The work surveys the history and technology of making writing surfaces, tracing early media such as stone, skins, bark, and papyrus and following the adoption of fibrous sheets and mechanized manufacture; it explains raw materials and their preparation, including pulping, washing, bleaching, sizing, and cutting, compares hand and machine processes, and describes apparatus and watermark production and their uses for security and quality. Interleaved are practical anecdotes, regulatory and economic considerations, and illustrations of how improvements in machinery and materials transformed production and the appearance and durability of paper.


PREFACE.


The present work is founded upon Lectures recently delivered at the London Institution.
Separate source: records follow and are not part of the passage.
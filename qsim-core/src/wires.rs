//! Wire labels and ordered wire sets
//!
//! Wires identify qubit slots by label. Labels may be integers or strings;
//! the order in which labels were registered on a device defines the
//! canonical device wire order, and all positional indexing into state
//! tensors goes through that order.

use crate::error::{CoreError, Result};
use std::fmt;

/// A single wire label, either numeric or named
#[derive(Debug, Clone, PartialEq, Eq, Hash)]
pub enum WireLabel {
    /// Integer label, e.g. `0`, `-1`
    Num(i64),
    /// String label, e.g. `"ancilla"`
    Name(String),
}

impl fmt::Display for WireLabel {
    fn fmt(&self, f: &mut fmt::Formatter<'_>) -> fmt::Result {
        match self {
            WireLabel::Num(n) => write!(f, "{}", n),
            WireLabel::Name(s) => write!(f, "{}", s),
        }
    }
}

impl From<i64> for WireLabel {
    fn from(n: i64) -> Self {
        WireLabel::Num(n)
    }
}

impl From<usize> for WireLabel {
    fn from(n: usize) -> Self {
        WireLabel::Num(n as i64)
    }
}

impl From<&str> for WireLabel {
    fn from(s: &str) -> Self {
        WireLabel::Name(s.to_string())
    }
}

impl From<String> for WireLabel {
    fn from(s: String) -> Self {
        WireLabel::Name(s)
    }
}

/// An ordered set of unique wire labels
///
/// # Example
/// ```
/// use qsim_core::wires::Wires;
///
/// let wires = Wires::range(3);
/// assert_eq!(wires.len(), 3);
/// assert_eq!(wires.index_of(&1usize.into()), Some(1));
/// ```
#[derive(Debug, Clone, PartialEq, Eq)]
pub struct Wires {
    labels: Vec<WireLabel>,
}

impl Wires {
    /// Create a wire set from labels, rejecting duplicates
    pub fn new<I, L>(labels: I) -> Result<Self>
    where
        I: IntoIterator<Item = L>,
        L: Into<WireLabel>,
    {
        let labels: Vec<WireLabel> = labels.into_iter().map(Into::into).collect();
        for (i, label) in labels.iter().enumerate() {
            if labels[..i].contains(label) {
                return Err(CoreError::DuplicateWire {
                    label: label.to_string(),
                });
            }
        }
        Ok(Self { labels })
    }

    /// Create a wire set from labels, keeping the first occurrence of each
    pub fn unique<I, L>(labels: I) -> Self
    where
        I: IntoIterator<Item = L>,
        L: Into<WireLabel>,
    {
        let mut out: Vec<WireLabel> = Vec::new();
        for label in labels.into_iter().map(Into::into) {
            if !out.contains(&label) {
                out.push(label);
            }
        }
        Self { labels: out }
    }

    /// Create the canonical numeric wire set `[0, 1, ..., n - 1]`
    pub fn range(n: usize) -> Self {
        Self {
            labels: (0..n as i64).map(WireLabel::Num).collect(),
        }
    }

    /// Number of wires
    pub fn len(&self) -> usize {
        self.labels.len()
    }

    /// Whether the set is empty
    pub fn is_empty(&self) -> bool {
        self.labels.is_empty()
    }

    /// Iterate over the labels in order
    pub fn iter(&self) -> impl Iterator<Item = &WireLabel> {
        self.labels.iter()
    }

    /// The label at a given position
    pub fn label(&self, index: usize) -> Option<&WireLabel> {
        self.labels.get(index)
    }

    /// Whether the set contains a label
    pub fn contains(&self, label: &WireLabel) -> bool {
        self.labels.contains(label)
    }

    /// Position of a label within this set
    pub fn index_of(&self, label: &WireLabel) -> Option<usize> {
        self.labels.iter().position(|l| l == label)
    }

    /// Map the labels of `other` to their positional indices in this set
    ///
    /// This is the device wire mapping: positions are indices into the
    /// canonical wire order of `self`.
    pub fn indices_of(&self, other: &Wires) -> Result<Vec<usize>> {
        other
            .iter()
            .map(|label| {
                self.index_of(label).ok_or_else(|| CoreError::WireNotFound {
                    label: label.to_string(),
                })
            })
            .collect()
    }

    /// The labels of `other` reordered to match their position in `self`
    pub fn ordered_subset(&self, other: &Wires) -> Wires {
        let labels = self
            .labels
            .iter()
            .filter(|l| other.contains(l))
            .cloned()
            .collect();
        Wires { labels }
    }

    /// The labels of `self` that do not appear in `other`
    pub fn difference(&self, other: &Wires) -> Wires {
        let labels = self
            .labels
            .iter()
            .filter(|l| !other.contains(l))
            .cloned()
            .collect();
        Wires { labels }
    }

    /// Whether the labels are exactly `0..n` in order
    ///
    /// Several measurement kinds (state access, entropies) are only
    /// defined for devices without relabelled wires.
    pub fn is_canonical(&self) -> bool {
        self.labels
            .iter()
            .enumerate()
            .all(|(i, l)| matches!(l, WireLabel::Num(n) if *n == i as i64))
    }
}

impl fmt::Display for Wires {
    fn fmt(&self, f: &mut fmt::Formatter<'_>) -> fmt::Result {
        write!(f, "[")?;
        for (i, label) in self.labels.iter().enumerate() {
            if i > 0 {
                write!(f, ", ")?;
            }
            write!(f, "{}", label)?;
        }
        write!(f, "]")
    }
}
The subject of Paper and Paper Making is one which has been at all times regarded with considerable interest, independently of that attention to it which commercial pursuits, of necessity, demand. The confidence, however, which originally prompted me to treat the subject, has, been in no slight degree, augmented by the advantage which I possess in the experience of my father, extending over a period of nearly half a century.

In the illustration of the Lectures, (which here stand as Chapters 1 and 2),—the syllabus furnished by the London Institution being retained as a heading in each instance—I have the pleasing duty to acknowledge myself much indebted to the kind assistance of many friends in connection with the Royal Asiatic Society, the Hon. East India Company, the Royal Botanical Gardens at Kew, the London Missionary Museum, and the Bank of England.

So far as it has been found practicable to illustrate the present work, no effort has been spared, and in order to sustain the interest which was so strikingly exhibited at the delivery of the Lectures—the remembrance of which throughout life will be to me a constant source of gratification;—I have appended, amongst other specimens, a sheet manufactured from the same mould as I then employed.

R. H.

Walbrook, April, 1855.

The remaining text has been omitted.